BEGIN Source data

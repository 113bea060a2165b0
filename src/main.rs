use anyhow::Result;
use clap::{Parser, Subcommand};
use tracing_subscriber::{layer::SubscriberExt, util::SubscriberInitExt};

use agora::cli::{
    handle_balance_command, handle_boletim_command, handle_company_command,
    handle_config_command, handle_expense_command, handle_project_command,
};
use agora::config::{paths::AgoraPaths, settings::Settings};
use agora::storage::Storage;

#[derive(Parser)]
#[command(
    name = "agora",
    author = "Agora Media",
    version,
    about = "Bookkeeping and partner balances for Agora Media",
    long_about = "Agora Books tracks projects, company expenses and boletins \
                  for a two-partner company, and computes each partner's \
                  balance (saldo) with the company."
)]
struct Cli {
    #[command(subcommand)]
    command: Option<Commands>,
}

#[derive(Subcommand)]
enum Commands {
    /// Initialize the data directory
    Init,

    /// Show current configuration and paths
    Config {
        #[command(subcommand)]
        action: Option<agora::cli::ConfigCommands>,
    },

    /// Personal project commands
    #[command(subcommand)]
    Project(agora::cli::ProjectCommands),

    /// Company project commands
    #[command(subcommand)]
    Company(agora::cli::CompanyCommands),

    /// Fixed and personal expense commands
    #[command(subcommand)]
    Expense(agora::cli::ExpenseCommands),

    /// Boletim (expense report) commands
    #[command(subcommand)]
    Boletim(agora::cli::BoletimCommands),

    /// Partner balance commands
    #[command(subcommand, alias = "saldo")]
    Balance(agora::cli::BalanceCommands),

    /// Show recent audit log entries
    Audit {
        /// Number of entries to show
        #[arg(short, long, default_value = "20")]
        count: usize,
    },
}

fn main() -> Result<()> {
    // Diagnostics go to stderr; report output stays on stdout
    tracing_subscriber::registry()
        .with(
            tracing_subscriber::EnvFilter::try_from_default_env()
                .unwrap_or_else(|_| "agora=warn".into()),
        )
        .with(tracing_subscriber::fmt::layer().with_writer(std::io::stderr))
        .init();

    let cli = Cli::parse();

    // Initialize paths and settings
    let paths = AgoraPaths::new()?;
    let mut settings = Settings::load_or_create(&paths)?;

    // Initialize storage
    let mut storage = Storage::new(paths.clone())?;
    storage.load_all()?;

    match cli.command {
        Some(Commands::Init) => {
            println!("Initializing Agora Books at: {}", paths.base_dir().display());
            let created = agora::storage::initialize_storage(&paths)?;
            settings.save(&paths)?;
            println!("Initialization complete ({} data files created).", created);
            println!();
            println!("Set partner names with 'agora config set-partner a --name <name>'.");
        }
        Some(Commands::Config { action }) => {
            handle_config_command(&storage, &paths, &mut settings, action)?;
        }
        Some(Commands::Project(cmd)) => {
            handle_project_command(&storage, &settings, cmd)?;
        }
        Some(Commands::Company(cmd)) => {
            handle_company_command(&storage, &settings, cmd)?;
        }
        Some(Commands::Expense(cmd)) => {
            handle_expense_command(&storage, &settings, cmd)?;
        }
        Some(Commands::Boletim(cmd)) => {
            handle_boletim_command(&storage, &settings, cmd)?;
        }
        Some(Commands::Balance(cmd)) => {
            handle_balance_command(&storage, &settings, cmd)?;
        }
        Some(Commands::Audit { count }) => {
            let entries = storage.audit().read_recent(count)?;
            if entries.is_empty() {
                println!("No audit entries yet.");
            }
            for entry in entries {
                println!("{}", entry.format_human_readable());
            }
        }
        None => {
            println!("Agora Books - partner balances for Agora Media");
            println!();
            println!("Run 'agora --help' for usage information.");
            println!("Run 'agora balance show' to see both partners' balances.");
        }
    }

    Ok(())
}
//! Agora Books - bookkeeping core for a two-partner media company
//!
//! This library tracks personal and company projects, fixed and personal
//! expenses and expense reports (boletins), and computes each partner's
//! balance (saldo) with the company: positive when the company owes the
//! partner, negative when the partner owes the company.
//!
//! # Architecture
//!
//! The crate is organized into the following modules:
//!
//! - `config`: Configuration and path management
//! - `error`: Custom error types
//! - `models`: Core data models (money, partners, projects, expenses, boletins)
//! - `storage`: JSON file storage layer and the balance aggregate queries
//! - `services`: Balance calculator, record management, verification
//! - `audit`: Audit logging system
//! - `reports`: Partner balance and balance history reports
//! - `export`: CSV, JSON and YAML export
//! - `display`: Table formatting for the CLI
//! - `cli`: Command handlers
//!
//! # Example
//!
//! ```rust,ignore
//! use agora::config::{paths::AgoraPaths, settings::Settings};
//! use agora::models::Partner;
//! use agora::services::{BalanceQuery, BalanceService};
//! use agora::storage::Storage;
//!
//! let paths = AgoraPaths::new()?;
//! let settings = Settings::load_or_create(&paths)?;
//! let mut storage = Storage::new(paths)?;
//! storage.load_all()?;
//!
//! let service = BalanceService::new(&storage, settings.initial_investments());
//! let breakdown = service.compute_balance(Partner::A, &BalanceQuery::all_time())?;
//! println!("Saldo: {}", breakdown.balance);
//! ```

pub mod audit;
pub mod cli;
pub mod config;
pub mod display;
pub mod error;
pub mod export;
pub mod models;
pub mod reports;
pub mod services;
pub mod storage;

pub use error::{AgoraError, AgoraResult};
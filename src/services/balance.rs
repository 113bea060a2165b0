//! Partner balance (saldo) calculation
//!
//! For one partner and an optional date window, the calculator sums what the
//! company owes the partner ("ins") and what the partner owes the company
//! ("outs"):
//!
//! - ins: received personal projects, company-project bonuses (any project
//!   status), and optionally the partner's initial investment
//! - outs: half of the paid fixed monthly expenses, paid boletins, paid
//!   personal expenses; pending boletins are tracked on the side
//!
//! Every figure is an exact decimal. The fixed-expense half is taken once,
//! from the summed total.

use chrono::NaiveDate;
use serde::Serialize;
use tracing::debug;

use crate::error::{AgoraError, AgoraResult};
use crate::models::{
    last_day_of_month, month_name, DateRange, InitialInvestments, Money, Partner, ReportStatus,
};

/// Aggregate queries the calculator needs from the data store
///
/// Each query returns zero when no rows match. Implementations must not
/// mutate anything.
pub trait BalanceSource {
    /// Sum of personal projects owned by `partner` with status `Received`,
    /// filtered by invoice date
    fn received_personal_projects(&self, partner: Partner, range: &DateRange)
        -> AgoraResult<Money>;

    /// Sum of `partner`'s bonus over every company project where it is
    /// positive, whatever the project status, filtered by invoice date
    fn company_bonuses(&self, partner: Partner, range: &DateRange) -> AgoraResult<Money>;

    /// Sum of paid fixed monthly expenses, filtered by expense date
    fn paid_fixed_expenses(&self, range: &DateRange) -> AgoraResult<Money>;

    /// Sum of `partner`'s boletins in `status`, filtered by issue date
    fn expense_reports(
        &self,
        partner: Partner,
        status: ReportStatus,
        range: &DateRange,
    ) -> AgoraResult<Money>;

    /// Sum of paid personal expenses tagged to `partner`, filtered by expense date
    fn paid_personal_expenses(&self, partner: Partner, range: &DateRange) -> AgoraResult<Money>;
}

/// Options for a balance computation
#[derive(Debug, Clone, Copy, Default, PartialEq, Eq)]
pub struct BalanceQuery {
    pub include_initial_investment: bool,
    pub range: DateRange,
}
//! Expense and boletim display formatting

use tabled::Tabled;

use super::{date, money, render};
use crate::config::settings::Settings;
use crate::models::{ExpenseReport, FixedMonthlyExpense, Money, PersonalExpense};

#[derive(Tabled)]
struct FixedExpenseRow {
    #[tabled(rename = "ID")]
    id: String,
    #[tabled(rename = "Date")]
    date: String,
    #[tabled(rename = "Description")]
    description: String,
    #[tabled(rename = "Amount")]
    amount: String,
    #[tabled(rename = "Half")]
    half: String,
    #[tabled(rename = "Status")]
    status: String,
}

/// Format fixed monthly expenses, with each partner's half
pub fn format_fixed_expense_list(expenses: &[FixedMonthlyExpense], settings: &Settings) -> String {
    if expenses.is_empty() {
        return "No fixed expenses found.".to_string();
    }

    let rows: Vec<_> = expenses
        .iter()
        .map(|e| FixedExpenseRow {
            id: e.id.to_string(),
            date: date(settings, Some(e.date)),
            description: e.description.clone(),
            amount: money(settings, e.amount),
            half: money(settings, e.amount.half()),
            status: e.payment_status.to_string(),
        })
        .collect();

    let table = render(rows, &[3, 4]);
    match Money::checked_sum(expenses.iter().filter(|e| e.is_paid()).map(|e| e.amount)) {
        Some(paid) => format!(
            "{}\nPaid total: {} (each partner {})",
            table,
            money(settings, paid),
            money(settings, paid.half())
        ),
        None => format!("{}\nPaid total: too large to display", table),
    }
}

#[derive(Tabled)]
struct PersonalExpenseRow {
    #[tabled(rename = "ID")]
    id: String,
    #[tabled(rename = "Partner")]
    partner: String,
    #[tabled(rename = "Date")]
    date: String,
    #[tabled(rename = "Description")]
    description: String,
    #[tabled(rename = "Amount")]
    amount: String,
    #[tabled(rename = "Status")]
    status: String,
}

pub fn format_personal_expense_list(expenses: &[PersonalExpense], settings: &Settings) -> String {
    if expenses.is_empty() {
        return "No personal expenses found.".to_string();
    }

    let rows: Vec<_> = expenses
        .iter()
        .map(|e| PersonalExpenseRow {
            id: e.id.to_string(),
            partner: settings.partner_name(e.partner).to_string(),
            date: date(settings, Some(e.date)),
            description: e.description.clone(),
            amount: money(settings, e.amount),
            status: e.payment_status.to_string(),
        })
        .collect();

    render(rows, &[4])
}

#[derive(Tabled)]
struct ExpenseReportRow {
    #[tabled(rename = "ID")]
    id: String,
    #[tabled(rename = "Partner")]
    partner: String,
    #[tabled(rename = "Issued")]
    issue_date: String,
    #[tabled(rename = "Description")]
    description: String,
    #[tabled(rename = "Amount")]
    amount: String,
    #[tabled(rename = "Status")]
    status: String,
    #[tabled(rename = "Paid")]
    paid_date: String,
}

/// Format boletins as a table
pub fn format_expense_report_list(reports: &[ExpenseReport], settings: &Settings) -> String {
    if reports.is_empty() {
        return "No boletins found.".to_string();
    }

    let rows: Vec<_> = reports
        .iter()
        .map(|r| ExpenseReportRow {
            id: r.id.to_string(),
            partner: settings.partner_name(r.partner).to_string(),
            issue_date: date(settings, Some(r.issue_date)),
            description: r.description.clone(),
            amount: money(settings, r.amount),
            status: r.payment_status.to_string(),
            paid_date: date(settings, r.paid_date),
        })
        .collect();

    render(rows, &[4])
}
use assert_cmd::Command;
use predicates::prelude::*;
use tempfile::TempDir;

fn agora(dir: &TempDir) -> Command {
    let mut cmd = Command::cargo_bin("agora").unwrap();
    cmd.env("AGORA_DATA_DIR", dir.path()).env_remove("RUST_LOG");
    cmd
}

fn run(dir: &TempDir, args: &[&str]) -> String {
    let output = agora(dir).args(args).output().unwrap();
    assert!(
        output.status.success(),
        "agora {:?} failed: {}",
        args,
        String::from_utf8_lossy(&output.stderr)
    );
    String::from_utf8(output.stdout).unwrap()
}

/// Third word of the confirmation line is the new record's ID
fn created_id(stdout: &str) -> String {
    stdout.split_whitespace().nth(2).unwrap().trim_end_matches(':').to_string()
}

fn seed_spreadsheet_scenario(dir: &TempDir) {
    run(dir, &["init"]);
    run(
        dir,
        &["project", "add", "a", "Wedding film", "15040", "-d", "2025-01-10", "-s", "received"],
    );
    run(dir, &["company", "add", "Festival", "9000", "--bonus-a", "3111.25"]);
    run(
        dir,
        &["expense", "fixed-add", "Fixed costs", "24631.42", "--date", "2025-01-01", "--paid"],
    );
    let issued = run(
        dir,
        &["boletim", "add", "a", "January", "--amount", "5215.36", "--date", "2025-01-31"],
    );
    run(dir, &["boletim", "pay", &created_id(&issued), "--date", "2025-02-01"]);
}

#[test]
fn init_creates_data_files() {
    let dir = TempDir::new().unwrap();
    agora(&dir)
        .arg("init")
        .assert()
        .success()
        .stdout(predicate::str::contains("Initialization complete (5 data files created)"));

    assert!(dir.path().join("data").join("expense_reports.json").exists());
    assert!(dir.path().join("config.json").exists());
}

#[test]
fn empty_store_balance_is_zero() {
    let dir = TempDir::new().unwrap();
    agora(&dir)
        .args(["balance", "show", "--partner", "b"])
        .assert()
        .success()
        .stdout(predicate::str::contains("BALANCE").and(predicate::str::contains("€0.00")));
}

#[test]
fn spreadsheet_scenario_balance() {
    let dir = TempDir::new().unwrap();
    seed_spreadsheet_scenario(&dir);

    let stdout = run(&dir, &["balance", "show", "--partner", "a"]);
    assert!(stdout.contains("€12315.71"));
    assert!(stdout.contains("€18151.25"));
    assert!(stdout.contains("€620.18"));
    assert!(!stdout.contains("partner B"));
}

#[test]
fn verify_against_expected_balance() {
    let dir = TempDir::new().unwrap();
    seed_spreadsheet_scenario(&dir);

    agora(&dir)
        .args(["balance", "verify", "--partner", "a", "--expected-balance", "620.18"])
        .assert()
        .success()
        .stdout(predicate::str::contains("OK: all figures match."));

    agora(&dir)
        .args(["balance", "verify", "--partner", "a", "--expected-balance", "600"])
        .assert()
        .failure()
        .stdout(predicate::str::contains("Found 1 discrepancies"));
}

#[test]
fn invalid_partner_is_rejected() {
    let dir = TempDir::new().unwrap();
    agora(&dir)
        .args(["balance", "show", "--partner", "c"])
        .assert()
        .failure()
        .stderr(predicate::str::contains("Invalid partner: 'c'"));
}

#[test]
fn boletim_without_amount_needs_positive_balance() {
    let dir = TempDir::new().unwrap();
    run(&dir, &["init"]);

    agora(&dir)
        .args(["boletim", "add", "b"])
        .assert()
        .failure()
        .stderr(predicate::str::contains("Nothing is owed to partner B"));

    run(&dir, &["project", "add", "b", "Ad", "250", "-d", "2025-03-01", "-s", "received"]);
    agora(&dir)
        .args(["boletim", "add", "b"])
        .assert()
        .success()
        .stdout(predicate::str::contains("€250.00"));
}

#[test]
fn export_json_report() {
    let dir = TempDir::new().unwrap();
    seed_spreadsheet_scenario(&dir);
    let file = dir.path().join("saldo.json");

    run(&dir, &["balance", "export", file.to_str().unwrap()]);

    let value: serde_json::Value =
        serde_json::from_str(&std::fs::read_to_string(&file).unwrap()).unwrap();
    assert_eq!(value["report"]["rows"][0]["breakdown"]["balance"], "620.18");
    assert_eq!(value["metadata"]["expense_report_count"], 1);
}

#[test]
fn history_lists_twelve_months() {
    let dir = TempDir::new().unwrap();
    seed_spreadsheet_scenario(&dir);

    let stdout = run(&dir, &["balance", "history", "--partner", "a", "--year", "2025"]);
    assert!(stdout.contains("Janeiro"));
    assert!(stdout.contains("Dezembro"));
    assert_eq!(stdout.lines().count(), 14);
}

#[test]
fn mutations_are_audited() {
    let dir = TempDir::new().unwrap();
    seed_spreadsheet_scenario(&dir);

    agora(&dir)
        .args(["audit", "--count", "50"])
        .assert()
        .success()
        .stdout(predicate::str::contains("ExpenseReport"));
}

#[test]
fn out_of_range_amount_is_rejected() {
    let dir = TempDir::new().unwrap();
    run(&dir, &["init"]);

    agora(&dir)
        .args(["project", "add", "a", "Huge", "79228162514264337593543950000"])
        .assert()
        .failure()
        .stderr(predicate::str::contains("Project amount cannot exceed"));

    agora(&dir)
        .args(["balance", "show"])
        .assert()
        .success()
        .stdout(predicate::str::contains("€0.00"));
}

END Source data

• [What you are asked to do]: Select the lines from the entries that include the word "nPaid".

• [Result for this exercise]:
            "{}\nPaid total: {} (each partner {})",
        None => format!("{}\nPaid total: too large to display", table),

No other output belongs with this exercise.